How do they plan to get China to yield up its sovereignty? Hmmm.
The Chinese elite will tell them to go pound sand (if they’re that polite) and the Chinese people will enthusiastically support them.

Look up the term “baizou”.

ozspeaksup
January 17, 2019 3:16 am

with all the war n dissent globally at this time
and growing
i seriously doubt their idiot plans will happen
if people cant agree when times are good, theyll sure not agree when it gets bad.

January 17, 2019 7:41 am

In a similar vein of people who have decided what is best for us and now wish to force it upon us, the BBC published another bunch of the usuals who have just decided the diet we must eat in order to save the planet and put Malthus back in his box, again.

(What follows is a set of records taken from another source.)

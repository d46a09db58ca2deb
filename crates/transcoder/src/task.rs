use std::fmt;
use std::path::PathBuf;
use std::time::Duration;

use mediaconv_core::types::TaskStatus;

/// One input-file-to-output-file unit of work.
#[derive(Debug, Clone)]
pub struct ConversionTask {
    /// Position in the original submission order.
    pub index: usize,
    pub input_path: PathBuf,
    /// Name the client uploaded the file under.
    pub original_name: String,
    pub output_path: PathBuf,
    pub args: Vec<String>,
    pub status: TaskStatus,
}

impl ConversionTask {
    /// File name of the output, as reported to clients.
    pub fn output_file_name(&self) -> String {
        self.output_path
            .file_name()
            .map(|n| n.to_string_lossy().into_owned())
            .unwrap_or_default()
    }
}

/// Why a task ended in `failed`.
#[derive(Debug, Clone, PartialEq, Eq)]
pub enum TaskFailure {
    /// The engine could not be started at all.
    Spawn(String),
    ExitCode(i32),
    /// Killed by a signal, so no exit code.
    Signalled,
    Io(String),
    TimedOut(Duration),
}

impl fmt::Display for TaskFailure {
    fn fmt(&self, f: &mut fmt::Formatter<'_>) -> fmt::Result {
        match self {
            Self::Spawn(e) => write!(f, "failed to start engine: {e}"),
            Self::ExitCode(code) => write!(f, "exit code {code}"),
            Self::Signalled => f.write_str("terminated by signal"),
            Self::Io(e) => write!(f, "engine i/o error: {e}"),
            Self::TimedOut(limit) => write!(f, "timed out after {}s", limit.as_secs()),
        }
    }
}

/// Terminal result of a task.
#[derive(Debug, Clone, PartialEq, Eq)]
pub enum TaskOutcome {
    Succeeded { output_file: String },
    Failed(TaskFailure),
}

impl TaskOutcome {
    pub fn is_success(&self) -> bool {
        matches!(self, Self::Succeeded { .. })
    }

    pub fn output_file(&self) -> Option<&str> {
        match self {
            Self::Succeeded { output_file } => Some(output_file),
            Self::Failed(_) => None,
        }
    }

    pub fn error(&self) -> Option<String> {
        match self {
            Self::Succeeded { .. } => None,
            Self::Failed(failure) => Some(failure.to_string()),
        }
    }

    pub fn status(&self) -> TaskStatus {
        if self.is_success() {
            TaskStatus::Succeeded
        } else {
            TaskStatus::Failed
        }
    }
}
use std::path::PathBuf;
use std::sync::Arc;
use std::time::Duration;

use anyhow::Context;
use mediaconv_transcoder::TranscoderConfig;
use mediaconv_transcoder::router::SessionEventRouter;
use mediaconv_transcoder::service::ConversionService;
use tracing::info;
use tracing_subscriber::EnvFilter;

#[tokio::main]
async fn main() -> anyhow::Result<()> {
    // Initialize tracing
    tracing_subscriber::fmt()
        .with_env_filter(EnvFilter::try_from_default_env().unwrap_or_else(|_| "info".into()))
        .init();

    // Engine path: config record, then PATH, then bare name
    let config_path: PathBuf = std::env::var("MEDIACONV_CONFIG")
        .unwrap_or_else(|_| "config.json".to_string())
        .into();
    let engine_path = mediaconv_transcoder::locate::resolve_engine_path(&config_path);

    let upload_dir: PathBuf = std::env::var("MEDIACONV_UPLOAD_DIR")
        .unwrap_or_else(|_| "./uploads".to_string())
        .into();
    let output_dir: PathBuf = std::env::var("MEDIACONV_OUTPUT_DIR")
        .unwrap_or_else(|_| "./public/output".to_string())
        .into();
    std::fs::create_dir_all(&upload_dir).context("failed to create upload dir")?;
    std::fs::create_dir_all(&output_dir).context("failed to create output dir")?;

    let max_concurrent: usize = std::env::var("MEDIACONV_MAX_CONCURRENT")
        .ok()
        .and_then(|v| v.parse().ok())
        .unwrap_or(1);
    let task_timeout = std::env::var("MEDIACONV_TASK_TIMEOUT_SECS")
        .ok()
        .and_then(|v| v.parse().ok())
        .map(Duration::from_secs);
    // 0 keeps finished batches downloadable until restart
    let result_ttl = match std::env::var("MEDIACONV_RESULT_TTL_SECS")
        .ok()
        .and_then(|v| v.parse::<u64>().ok())
    {
        Some(0) => None,
        Some(secs) => Some(Duration::from_secs(secs)),
        None => Some(mediaconv_transcoder::DEFAULT_RESULT_TTL),
    };

    let tc_config = TranscoderConfig {
        engine_path,
        output_dir,
        max_concurrent,
        task_timeout,
        result_ttl,
    };
    info!(?tc_config, upload_dir = %upload_dir.display(), "transcoder configured");

    let router = Arc::new(SessionEventRouter::new());
    let app_state = mediaconv_server::state::AppState {
        converter: ConversionService::new(tc_config, router),
        upload_dir,
    };

    let app = mediaconv_server::routes::build_router(app_state);

    let bind_addr = std::env::var("MEDIACONV_BIND").unwrap_or_else(|_| {
        let port = std::env::var("PORT").unwrap_or_else(|_| "3000".to_string());
        format!("0.0.0.0:{port}")
    });
    let listener = tokio::net::TcpListener::bind(&bind_addr)
        .await
        .context("failed to bind")?;
    info!(addr = %bind_addr, "server listening");

    axum::serve(listener, app).await?;
    Ok(())
}
//! Conversion sessions: the entry points upload handling calls into.
//!
//! `start_*` validate synchronously, allocate a session id and return it
//! while the work continues on a background task. The `run_*` halves do the
//! work and can be awaited directly.

use std::fs::File;
use std::io::{Seek, SeekFrom};
use std::path::PathBuf;
use std::sync::Arc;

use mediaconv_core::types::{MediaKind, SessionMode};
use tracing::{debug, info, warn};

use crate::archive::{ArchiveWriter, ZipArchiveWriter, write_batch_archive};
use crate::args::{
    TaskInput, build_task, build_tasks, output_file_name, resolve_output_extension,
};
use crate::batch::{BatchCoordinator, BatchResult};
use crate::router::{CompletePayload, SessionEvent, SessionEventRouter};
use crate::supervisor::{JobSupervisor, TaskEvent};
use crate::task::{TaskFailure, TaskOutcome};
use crate::{TranscodeError, TranscoderConfig};

/// A file delivered by upload handling.
#[derive(Debug, Clone)]
pub struct UploadedFile {
    pub input_path: PathBuf,
    pub original_name: String,
    /// Kind detected from the upload itself, when known.
    pub media_kind: Option<MediaKind>,
}

/// One accepted conversion request.
#[derive(Debug, Clone)]
pub struct Session {
    pub id: String,
    pub mode: SessionMode,
    pub total_files: usize,
    pub media_kind: MediaKind,
}

impl Session {
    /// Validate a request and allocate its session.
    ///
    /// `declared` is the caller's kind for files that carry none of their own.
    pub fn open(
        mode: SessionMode,
        files: &[UploadedFile],
        declared: MediaKind,
    ) -> Result<Self, TranscodeError> {
        if files.is_empty() {
            return Err(TranscodeError::InvalidRequest("No file uploaded".into()));
        }
        if mode == SessionMode::Single && files.len() != 1 {
            return Err(TranscodeError::InvalidRequest(format!(
                "single conversion takes one file, got {}",
                files.len()
            )));
        }

        let media_kind = files
            .first()
            .and_then(|f| f.media_kind)
            .unwrap_or(declared);
        if files
            .iter()
            .any(|f| f.media_kind.unwrap_or(declared) != media_kind)
        {
            return Err(TranscodeError::InvalidRequest(
                "Please select either all images or all videos, not mixed types".into(),
            ));
        }

        Ok(Self {
            id: uuid::Uuid::new_v4().to_string(),
            mode,
            total_files: files.len(),
            media_kind,
        })
    }
}

/// A finished batch archive, spooled to an anonymous temp file and rewound.
#[derive(Debug)]
pub struct BatchArchive {
    pub file: File,
    pub len: u64,
    pub entries: usize,
}

#[derive(Clone)]
pub struct ConversionService {
    config: Arc<TranscoderConfig>,
    router: Arc<SessionEventRouter>,
    supervisor: JobSupervisor,
}

impl ConversionService {
    pub fn new(config: TranscoderConfig, router: Arc<SessionEventRouter>) -> Self {
        let supervisor = JobSupervisor::new(config.engine_path.clone(), config.task_timeout);
        Self {
            config: Arc::new(config),
            router,
            supervisor,
        }
    }

    pub fn config(&self) -> &TranscoderConfig {
        &self.config
    }

    pub fn router(&self) -> &Arc<SessionEventRouter> {
        &self.router
    }

    /// Start a single-file conversion in the background.
    pub fn start_single(
        &self,
        file: UploadedFile,
        raw_options: String,
        declared: MediaKind,
    ) -> Result<String, TranscodeError> {
        let session = Session::open(SessionMode::Single, std::slice::from_ref(&file), declared)?;
        let id = session.id.clone();
        self.router.open_session(&id);
        let service = self.clone();
        tokio::spawn(async move {
            service.run_single(&session, file, &raw_options).await;
        });
        Ok(id)
    }

    /// Start a batch conversion in the background.
    pub fn start_batch(
        &self,
        files: Vec<UploadedFile>,
        raw_options: String,
        declared: MediaKind,
    ) -> Result<String, TranscodeError> {
        let session = Session::open(SessionMode::Batch, &files, declared)?;
        let id = session.id.clone();
        // Registered before the id is handed out, so listeners can attach and
        // downloads answer "not ready" instead of "unknown".
        self.router.open_session(&id);
        self.router.mark_batch_running(&id);
        let service = self.clone();
        tokio::spawn(async move {
            service.run_batch(&session, files, &raw_options).await;
            if let Some(ttl) = service.config.result_ttl {
                tokio::time::sleep(ttl).await;
                if service.router.discard_batch_result(&session.id) {
                    debug!(session_id = %session.id, "batch result expired");
                }
            }
        });
        Ok(id)
    }

    /// Convert one file, publishing `progress` then `complete` for the session.
    pub async fn run_single(
        &self,
        session: &Session,
        file: UploadedFile,
        raw_options: &str,
    ) -> TaskOutcome {
        let ext = resolve_output_extension(raw_options, session.media_kind);
        let output_dir = self.config.output_dir.clone();
        let output_path = output_dir.join(output_file_name(&session.id, None, ext));
        let task = build_task(0, &to_input(file), raw_options, output_path);

        info!(session_id = %session.id, kind = %session.media_kind, "single conversion started");

        let mut handle = self.supervisor.run_task(task);
        let mut outcome = None;
        while let Some(event) = handle.next().await {
            match event {
                TaskEvent::Progress(p) => {
                    self.router.publish(&session.id, SessionEvent::Progress(p));
                }
                TaskEvent::Done(o) => outcome = Some(o),
            }
        }
        let outcome = outcome.unwrap_or_else(|| {
            TaskOutcome::Failed(TaskFailure::Io("supervisor stopped without an outcome".into()))
        });

        if !outcome.is_success() {
            warn!(session_id = %session.id, error = ?outcome.error(), "conversion failed");
        }

        self.router.publish(
            &session.id,
            SessionEvent::Complete(CompletePayload::from(&outcome)),
        );
        self.router.unsubscribe_all(&session.id);
        outcome
    }

    /// Convert every file of a batch, publishing `batch-progress` and a final
    /// `batch-complete` for the session.
    pub async fn run_batch(
        &self,
        session: &Session,
        files: Vec<UploadedFile>,
        raw_options: &str,
    ) -> BatchResult {
        let ext = resolve_output_extension(raw_options, session.media_kind);
        let output_dir = self.config.output_dir.clone();
        let inputs: Vec<TaskInput> = files.into_iter().map(to_input).collect();
        let tasks = build_tasks(&inputs, raw_options, |i| {
            output_dir.join(output_file_name(&session.id, Some(i), ext))
        });

        info!(
            session_id = %session.id,
            total_files = session.total_files,
            kind = %session.media_kind,
            "batch conversion started"
        );

        let coordinator = BatchCoordinator::new(
            self.supervisor.clone(),
            self.router.clone(),
            self.config.max_concurrent,
        );
        coordinator.complete(&session.id, tasks).await
    }

    /// Build the ZIP of a finished batch's successful outputs.
    ///
    /// The archive is written to a temp file that disappears once the
    /// returned handle is closed.
    pub async fn build_archive(&self, session_id: &str) -> Result<BatchArchive, TranscodeError> {
        let result = self.router.batch_result(session_id)?;
        let output_dir = self.config.output_dir.clone();

        tokio::task::spawn_blocking(move || {
            let mut writer = ZipArchiveWriter::new(tempfile::tempfile()?);
            let entries = write_batch_archive(&mut writer, &result, &output_dir)?;
            let mut file = writer.finalize()?;
            let len = file.seek(SeekFrom::End(0))?;
            file.rewind()?;
            info!(entries, bytes = len, "batch archive built");
            Ok::<_, TranscodeError>(BatchArchive { file, len, entries })
        })
        .await
        .map_err(|e| TranscodeError::Archive(format!("archive task failed: {e}")))?
    }
}

fn to_input(file: UploadedFile) -> TaskInput {
    TaskInput {
        input_path: file.input_path,
        original_name: file.original_name,
    }
}

#[cfg(test)]
mod tests {
    use super::*;
    use crate::router::EventKind;

    fn upload(name: &str, kind: Option<MediaKind>) -> UploadedFile {
        UploadedFile {
            input_path: PathBuf::from("/uploads").join(name),
            original_name: name.into(),
            media_kind: kind,
        }
    }

    #[test]
    fn rejects_empty_requests() {
        let err = Session::open(SessionMode::Batch, &[], MediaKind::Video).unwrap_err();
        assert!(matches!(err, TranscodeError::InvalidRequest(_)));
    }

    #[test]
    fn rejects_mixed_kinds() {
        let files = [
            upload("a.png", Some(MediaKind::Image)),
            upload("b.mp4", Some(MediaKind::Video)),
        ];
        assert!(Session::open(SessionMode::Batch, &files, MediaKind::Image).is_err());

        // Undetected kinds fall back to the declared one.
        let files = [upload("a.png", Some(MediaKind::Image)), upload("b", None)];
        assert!(Session::open(SessionMode::Batch, &files, MediaKind::Video).is_err());
        let session = Session::open(SessionMode::Batch, &files, MediaKind::Image).unwrap();
        assert_eq!(session.media_kind, MediaKind::Image);
        assert_eq!(session.total_files, 2);
    }

    #[test]
    fn session_ids_are_unique() {
        let files = [upload("a.mov", None)];
        let a = Session::open(SessionMode::Single, &files, MediaKind::Video).unwrap();
        let b = Session::open(SessionMode::Single, &files, MediaKind::Video).unwrap();
        assert_ne!(a.id, b.id);
        assert_eq!(a.mode, SessionMode::Single);
    }

    #[tokio::test]
    async fn archive_requires_finished_batch() {
        let router = Arc::new(SessionEventRouter::new());
        let service = ConversionService::new(TranscoderConfig::default(), router.clone());

        assert!(matches!(
            service.build_archive("nope").await,
            Err(TranscodeError::SessionNotFound(_))
        ));

        router.mark_batch_running("busy");
        assert!(matches!(
            service.build_archive("busy").await,
            Err(TranscodeError::BatchNotReady(_))
        ));
    }

    fn unreachable_engine(result_ttl: Option<std::time::Duration>) -> ConversionService {
        let config = TranscoderConfig {
            engine_path: PathBuf::from("/nonexistent/mediaconv-engine"),
            result_ttl,
            ..TranscoderConfig::default()
        };
        ConversionService::new(config, Arc::new(SessionEventRouter::new()))
    }

    #[tokio::test]
    async fn started_batch_is_visible_before_it_runs() {
        let service = unreachable_engine(None);
        let files = vec![upload("a.png", Some(MediaKind::Image))];

        let id = service
            .start_batch(files, String::new(), MediaKind::Image)
            .unwrap();

        // The background task has not been polled yet on this runtime.
        assert!(matches!(
            service.router().batch_result(&id),
            Err(TranscodeError::BatchNotReady(_))
        ));
        assert!(service.router().attach(&id, &[EventKind::BatchComplete]).is_some());
    }

    #[tokio::test]
    async fn finished_batch_results_expire() {
        let service = unreachable_engine(Some(std::time::Duration::from_millis(50)));
        let files = vec![upload("a.png", Some(MediaKind::Image))];
        let id = service
            .start_batch(files, String::new(), MediaKind::Image)
            .unwrap();

        let deadline = std::time::Instant::now() + std::time::Duration::from_secs(10);
        loop {
            if matches!(
                service.router().batch_result(&id),
                Err(TranscodeError::SessionNotFound(_))
            ) {
                break;
            }
            assert!(std::time::Instant::now() < deadline, "batch result never expired");
            tokio::time::sleep(std::time::Duration::from_millis(20)).await;
        }
        assert_eq!(service.router().session_count(), 0);
    }
}
use axum::Json;
use axum::Router;
use axum::body::Body;
use axum::extract::{DefaultBodyLimit, Multipart, Path, State};
use axum::http::header;
use axum::response::Response;
use axum::routing::{get, post};
use mediaconv_core::error::ApiError;
use serde::Serialize;
use tower::ServiceBuilder;
use tower_http::cors::CorsLayer;
use tower_http::trace::TraceLayer;
use tracing::{info, warn};

use crate::error::AppError;
use crate::state::AppState;
use crate::upload::read_conversion_form;

pub fn build_router(state: AppState) -> Router {
    Router::new()
        .route("/health", get(health))
        .route("/convert", post(convert))
        .route("/convert-batch", post(convert_batch))
        .route("/events/{session_id}", get(crate::events::session_events))
        .route("/output/{file}", get(crate::output::serve_output))
        .route("/download-batch/{session_id}", get(download_batch))
        .route("/formats", get(formats))
        .layer(
            ServiceBuilder::new()
                .layer(TraceLayer::new_for_http())
                .layer(CorsLayer::permissive())
                .layer(DefaultBodyLimit::disable()),
        )
        .with_state(state)
}

#[derive(Serialize)]
struct HealthResponse {
    status: &'static str,
    engine: String,
}

async fn health(State(state): State<AppState>) -> Json<HealthResponse> {
    Json(HealthResponse {
        status: "ok",
        engine: state
            .converter
            .config()
            .engine_path
            .to_string_lossy()
            .into_owned(),
    })
}

#[derive(Serialize)]
#[serde(rename_all = "camelCase")]
struct SessionStarted {
    session_id: String,
}

// ---------------------------------------------------------------------------
// Conversion
// ---------------------------------------------------------------------------

async fn convert(
    State(state): State<AppState>,
    multipart: Multipart,
) -> Result<Json<SessionStarted>, AppError> {
    let form = read_conversion_form(multipart, &state.upload_dir).await?;
    let declared = form.declared_kind();

    let mut files = form.files.into_iter();
    let Some(file) = files.next() else {
        return Err(ApiError::BadRequest("No file uploaded".into()).into());
    };
    if files.len() > 0 {
        warn!(extra = files.len(), "single conversion received extra files, ignoring them");
    }

    let session_id = state.converter.start_single(file, form.options, declared)?;
    info!(session_id = %session_id, "conversion accepted");
    Ok(Json(SessionStarted { session_id }))
}

async fn convert_batch(
    State(state): State<AppState>,
    multipart: Multipart,
) -> Result<Json<SessionStarted>, AppError> {
    let form = read_conversion_form(multipart, &state.upload_dir).await?;
    let declared = form.declared_kind();
    let total = form.files.len();

    let session_id = state
        .converter
        .start_batch(form.files, form.options, declared)?;
    info!(session_id = %session_id, total, "batch accepted");
    Ok(Json(SessionStarted { session_id }))
}

// ---------------------------------------------------------------------------
// Batch archive
// ---------------------------------------------------------------------------

async fn download_batch(
    State(state): State<AppState>,
    Path(session_id): Path<String>,
) -> Result<Response, AppError> {
    let archive = state.converter.build_archive(&session_id).await?;
    let file = tokio::fs::File::from_std(archive.file);

    Response::builder()
        .header(header::CONTENT_TYPE, "application/zip")
        .header(
            header::CONTENT_DISPOSITION,
            format!("attachment; filename=\"converted_{session_id}.zip\""),
        )
        .header(header::CONTENT_LENGTH, archive.len.to_string())
        .body(Body::from_stream(tokio_util::io::ReaderStream::new(file)))
        .map_err(|e| ApiError::Internal(format!("response error: {e}")).into())
}

// ---------------------------------------------------------------------------
// Engine info
// ---------------------------------------------------------------------------

#[derive(Serialize)]
struct FormatsResponse {
    output: String,
}

async fn formats(State(state): State<AppState>) -> Result<Json<FormatsResponse>, AppError> {
    let output =
        mediaconv_transcoder::formats::list_formats(&state.converter.config().engine_path).await?;
    Ok(Json(FormatsResponse { output }))
}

“A group of 37 scientists from around the world were brought together as part of the EAT-Lancet commission.
They’re a mix of experts from farming to climate change to nutrition. They took two years to come up with their findings which have been published in the Lancet.”

While I don’t strongly object to the diet, per se, I would still prefer to have the choice. But, as usual, they have other ideas, preferring the stick over the carrot:

“Taxes on red meat are one of the many options the researchers say may be necessary to persuade us to switch diets.”

Larry Knerr
January 17, 2019 12:03 pm

When Communism spoke for ‘the people’, somehow what they said and did was always the opposite of what actual people wanted and would benefit from. It’s nice to see consistency now that Communists are speaking for the planet.

mpcraig
January 18, 2019 10:30 am

“… we could look at the current period with the crisis of liberal democracies all around the planet …”

I think this is somewhat mis-worded and I take it upon myself to fix it:

“… we could look at the current period with the crisis of liberal political parties all around the planet …”

Russ Wood
January 19, 2019 6:14 am

It’s interesting that they should use the term “Climate Leviathan” – Reminds me of the Hobbes quote “and which is worst of all, continual fear and danger of violent death, and the life of man, solitary, poor, nasty, brutish, and short.”
That seems to be what the Socialists want?